─── The records ───
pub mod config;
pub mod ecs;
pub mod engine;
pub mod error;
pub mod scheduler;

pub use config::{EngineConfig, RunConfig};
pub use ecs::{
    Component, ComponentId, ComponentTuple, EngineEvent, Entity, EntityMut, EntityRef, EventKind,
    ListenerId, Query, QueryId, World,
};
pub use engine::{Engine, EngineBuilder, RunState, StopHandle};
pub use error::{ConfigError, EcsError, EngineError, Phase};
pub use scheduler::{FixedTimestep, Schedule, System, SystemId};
───
What the task asks: Return a copy of every line in the records that includes the string "error".

Written answer:
pub mod error;
pub use error::{ConfigError, EcsError, EngineError, Phase};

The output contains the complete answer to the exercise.